To examine the influence of prior knowledge of users, I created two additional sets of features: (1) prior knowledge and (2) interaction features that represent interactions between basic features and prior knowledge. Labels of prior knowledge of MTurk workers were created
by the majority vote from self-assessments of their own prior knowledge (Figure 5 and Appendix 6). Scores per item on the 7-point Likert scale were summed, examined, and converted to binary class (prior knowledge or no prior knowledge) by the median value of the data gathered.
Interaction features were features that are the product of individual basic features and prior knowledge feature. A model that includes basic features by a feature selection method was considered a control model. I created two treatment models using two additional feature sets. First treatment model was created by adding prior knowledge feature to the control model.

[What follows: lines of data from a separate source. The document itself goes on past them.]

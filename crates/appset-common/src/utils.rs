//! Small shared helpers: DNS-label sanitisation, deep JSON merge, SCM path rules

use serde_json::Value;

/// Sanitise a string so it can be used inside a DNS-1123 label.
///
/// Lowercases the input and replaces every character outside `[a-z0-9-]`
/// with `-`. Leading and trailing dashes are trimmed so the result can be
/// embedded directly in resource names.
pub fn sanitize_dns_label(input: &str) -> String {
    let lowered = input.to_lowercase();
    let replaced: String = lowered
        .chars()
        .map(|c| {
            if c.is_ascii_lowercase() || c.is_ascii_digit() || c == '-' {
                c
            } else {
                '-'
            }
        })
        .collect();
    replaced.trim_matches('-').to_string()
}

/// Shorten a commit SHA to the conventional 8 characters.
pub fn short_sha(sha: &str) -> String {
    sha.chars().take(8).collect()
}

/// Deep-merge `overlay` into `base`.
///
/// Objects are merged recursively; any other value in `overlay` replaces the
/// corresponding value in `base`. Keys only present in `base` are kept.
pub fn deep_merge(base: &mut Value, overlay: &Value) {
    match (base, overlay) {
        (Value::Object(base_map), Value::Object(overlay_map)) => {
            for (key, overlay_value) in overlay_map {
                match base_map.get_mut(key) {
                    Some(base_value) => deep_merge(base_value, overlay_value),
                    None => {
                        base_map.insert(key.clone(), overlay_value.clone());
                    }
                }
            }
        }
        (base_slot, overlay_value) => {
            *base_slot = overlay_value.clone();
        }
    }
}

/// Normalise a Bitbucket Server base path to end in `/rest` without a
/// trailing slash.
pub fn normalize_bitbucket_base_path(base_path: &str) -> String {
    if let Some(stripped) = base_path.strip_suffix("/rest/") {
        return format!("{stripped}/rest");
    }
    if base_path.ends_with("/rest") {
        return base_path.to_string();
    }
    format!("{base_path}/rest")
}
//! List generator: literal parameter elements from the spec
//!
//! The simplest generator: each element of `list.elements` is a JSON
//! object that becomes one parameter map verbatim. A malformed element is
//! fatal for that element only: it is logged and skipped, the rest of the
//! list proceeds. No external I/O, so it never asks for a requeue.

use std::time::Duration;

use async_trait::async_trait;
use tracing::warn;

use appset_common::crd::{ApplicationSet, ApplicationSetTemplate, GeneratorSpec, ParamMap};
use appset_common::{Error, Result};

use crate::{Generator, NO_REQUEUE_AFTER};

/// Literal list generator
#[derive(Default)]
pub struct ListGeneratorImpl;

impl ListGeneratorImpl {
    /// Create a new list generator.
    pub fn new() -> Self {
        Self
    }
}

#[async_trait]
impl Generator for ListGeneratorImpl {
    async fn generate_params(
        &self,
        spec: &GeneratorSpec,
        _app_set: &ApplicationSet,
    ) -> Result<Vec<ParamMap>> {
        let list = spec.list.as_ref().ok_or(Error::EmptyGenerator)?;

        let mut params = Vec::with_capacity(list.elements.len());
        for (index, element) in list.elements.iter().enumerate() {
            match element.as_object() {
                Some(map) => params.push(map.clone()),
                None => {
                    let err = Error::malformed_element(
                        index,
                        format!("expected a JSON object, got {element}"),
                    );
                    warn!(error = %err, "skipping malformed list element");
                }
            }
        }
        Ok(params)
    }

    fn get_template(&self, spec: &GeneratorSpec) -> Option<ApplicationSetTemplate> {
        spec.list.as_ref().map(|list| list.template.clone())
    }

    fn get_requeue_after(&self, _spec: &GeneratorSpec) -> Duration {
        NO_REQUEUE_AFTER
    }
}

#[cfg(test)]
mod tests {
    use super::*;
    use appset_common::crd::ListGenerator;
    use serde_json::json;

    fn spec(elements: Vec<serde_json::Value>) -> GeneratorSpec {
        GeneratorSpec {
            list: Some(ListGenerator {
                elements,
                ..Default::default()
            }),
            ..Default::default()
        }
    }

    fn app_set() -> ApplicationSet {
        ApplicationSet::new("test", Default::default())
    }

    #[tokio::test]
    async fn elements_become_parameter_maps_in_order() {
        let generator = ListGeneratorImpl::new();
        let params = generator
            .generate_params(
                &spec(vec![
                    json!({"cluster": "engineering-dev", "url": "https://1.2.3.4"}),
                    json!({"cluster": "engineering-prod", "url": "https://2.4.6.8"}),
                ]),
                &app_set(),
            )
            .await
            .unwrap();

        assert_eq!(params.len(), 2);
        assert_eq!(params[0]["cluster"], "engineering-dev");
        assert_eq!(params[1]["url"], "https://2.4.6.8");
    }

    #[tokio::test]
    async fn nested_values_pass_through() {
        let generator = ListGeneratorImpl::new();
        let params = generator
            .generate_params(
                &spec(vec![json!({"values": {"revision": "HEAD"}, "replicas": 3})]),
                &app_set(),
            )
            .await
            .unwrap();
        assert_eq!(params[0]["values"]["revision"], "HEAD");
        assert_eq!(params[0]["replicas"], 3);
    }

    #[tokio::test]
    async fn malformed_element_is_skipped_and_others_proceed() {
        let generator = ListGeneratorImpl::new();
        let params = generator
            .generate_params(
                &spec(vec![
                    json!({"a": 1}),
                    json!("just a string"),
                    json!({"b": 2}),
                ]),
                &app_set(),
            )
            .await
            .unwrap();
        assert_eq!(params.len(), 2);
        assert_eq!(params[0]["a"], 1);
        assert_eq!(params[1]["b"], 2);
    }

    #[tokio::test]
    async fn all_elements_malformed_yields_an_empty_set() {
        let generator = ListGeneratorImpl::new();
        let params = generator
            .generate_params(&spec(vec![json!("x"), json!(3)]), &app_set())
            .await
            .unwrap();
        assert!(params.is_empty());
    }

    #[tokio::test]
    async fn missing_variant_is_an_empty_generator() {
        let generator = ListGeneratorImpl::new();
        let err = generator
            .generate_params(&GeneratorSpec::default(), &app_set())
            .await
            .unwrap_err();
        assert!(matches!(err, Error::EmptyGenerator));
    }

    #[test]
    fn never_requeues() {
        let generator = ListGeneratorImpl::new();
        assert_eq!(generator.get_requeue_after(&spec(vec![])), NO_REQUEUE_AFTER);
    }

    #[test]
    fn exposes_its_template_fragment() {
        let generator = ListGeneratorImpl::new();
        let spec = spec(vec![]);
        assert!(generator.get_template(&spec).is_some());
        assert!(generator.get_template(&GeneratorSpec::default()).is_none());
    }
}
//! Cluster generator: parameters from cluster-connection secrets
//!
//! The control plane stores one Secret per known cluster, labelled
//! `argocd.argoproj.io/secret-type=cluster`, with `name` and `server` in
//! its data. Each secret matching the generator's selector becomes one
//! parameter map. Discovery is driven by the secret watch, so this
//! generator never asks for a timed requeue.

use std::collections::BTreeMap;
use std::sync::Arc;
use std::time::Duration;

use async_trait::async_trait;
use k8s_openapi::api::core::v1::Secret;
use serde_json::{json, Value};
use tracing::warn;

#[cfg(test)]
use mockall::automock;

use appset_common::crd::{
    ApplicationSet, ApplicationSetTemplate, ClusterGenerator, GeneratorSpec, ParamMap,
};
use appset_common::template::Renderer;
use appset_common::utils::sanitize_dns_label;
use appset_common::{Error, Result};

use crate::{Generator, NO_REQUEUE_AFTER};

/// Access to the cluster-secret catalog.
#[cfg_attr(test, automock)]
#[async_trait]
pub trait SecretStore: Send + Sync {
    /// Every Secret labelled as a cluster secret.
    async fn list_cluster_secrets(&self) -> Result<Vec<Secret>>;
}

/// Cluster catalog generator
pub struct ClusterGeneratorImpl {
    store: Arc<dyn SecretStore>,
    renderer: Arc<dyn Renderer>,
}

impl ClusterGeneratorImpl {
    /// Create a generator backed by the given secret store.
    pub fn new(store: Arc<dyn SecretStore>, renderer: Arc<dyn Renderer>) -> Self {
        Self { store, renderer }
    }
}

#[async_trait]
impl Generator for ClusterGeneratorImpl {
    async fn generate_params(
        &self,
        spec: &GeneratorSpec,
        app_set: &ApplicationSet,
    ) -> Result<Vec<ParamMap>> {
        let clusters = spec.clusters.as_ref().ok_or(Error::EmptyGenerator)?;

        let secrets = self.store.list_cluster_secrets().await?;
        let mut params = Vec::new();
        for secret in &secrets {
            let labels = secret.metadata.labels.clone().unwrap_or_default();
            if let Some(selector) = &clusters.selector {
                if !selector.matches(&labels) {
                    continue;
                }
            }
            match cluster_params(secret, clusters, app_set, self.renderer.as_ref())? {
                Some(map) => params.push(map),
                None => {
                    warn!(
                        secret = secret.metadata.name.as_deref().unwrap_or_default(),
                        "cluster secret is missing name or server data, skipping"
                    );
                }
            }
        }
        Ok(params)
    }

    fn get_template(&self, spec: &GeneratorSpec) -> Option<ApplicationSetTemplate> {
        spec.clusters.as_ref().map(|c| c.template.clone())
    }

    fn get_requeue_after(&self, _spec: &GeneratorSpec) -> Duration {
        NO_REQUEUE_AFTER
    }
}

/// Build the parameter map for one cluster secret, or `None` when the
/// secret lacks the mandatory `name` / `server` entries.
fn cluster_params(
    secret: &Secret,
    clusters: &ClusterGenerator,
    app_set: &ApplicationSet,
    renderer: &dyn Renderer,
) -> Result<Option<ParamMap>> {
    let data = secret.data.clone().unwrap_or_default();
    let Some(name) = data.get("name").and_then(|v| String::from_utf8(v.0.clone()).ok()) else {
        return Ok(None);
    };
    let Some(server) = data.get("server").and_then(|v| String::from_utf8(v.0.clone()).ok())
    else {
        return Ok(None);
    };

    let labels = secret.metadata.labels.clone().unwrap_or_default();
    let annotations = secret.metadata.annotations.clone().unwrap_or_default();

    let mut params = ParamMap::new();
    params.insert("name".to_string(), json!(name));
    params.insert("nameNormalized".to_string(), json!(sanitize_dns_label(&name)));
    params.insert("server".to_string(), json!(server));

    let mut metadata = serde_json::Map::new();
    metadata.insert("labels".to_string(), json!(labels));
    if !annotations.is_empty() {
        metadata.insert("annotations".to_string(), json!(annotations));
    }
    params.insert("metadata".to_string(), Value::Object(metadata));

    if !clusters.values.is_empty() {
        let mut values = serde_json::Map::new();
        for (key, raw) in &clusters.values {
            let rendered = renderer.replace(raw, &params, app_set.spec.dialect)?;
            values.insert(key.clone(), json!(rendered));
        }
        params.insert("values".to_string(), Value::Object(values));
    }

    Ok(Some(params))
}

The second treatment model was created by adding prior knowledge feature and interaction features to the control model. Then, comparisons of classifiers based on the feature ablation study using Bootstrap-shift tests and the Holm’s modification was conducted.
Figure 5. A Questionnaire for Asking MTurk Workers’ Prior Knowledge on the Task
It should be noted that many of the link-based and user-based features could not be created in the case of the Yahoo! Answers data. Thus, the feature ablation studies with the Yahoo! Answers dataset could only examine the discriminative power of each feature category mostly in the content-based feature categories. Unfortunately, experiments that utilized full features could only be conducted with the Yelp Review data.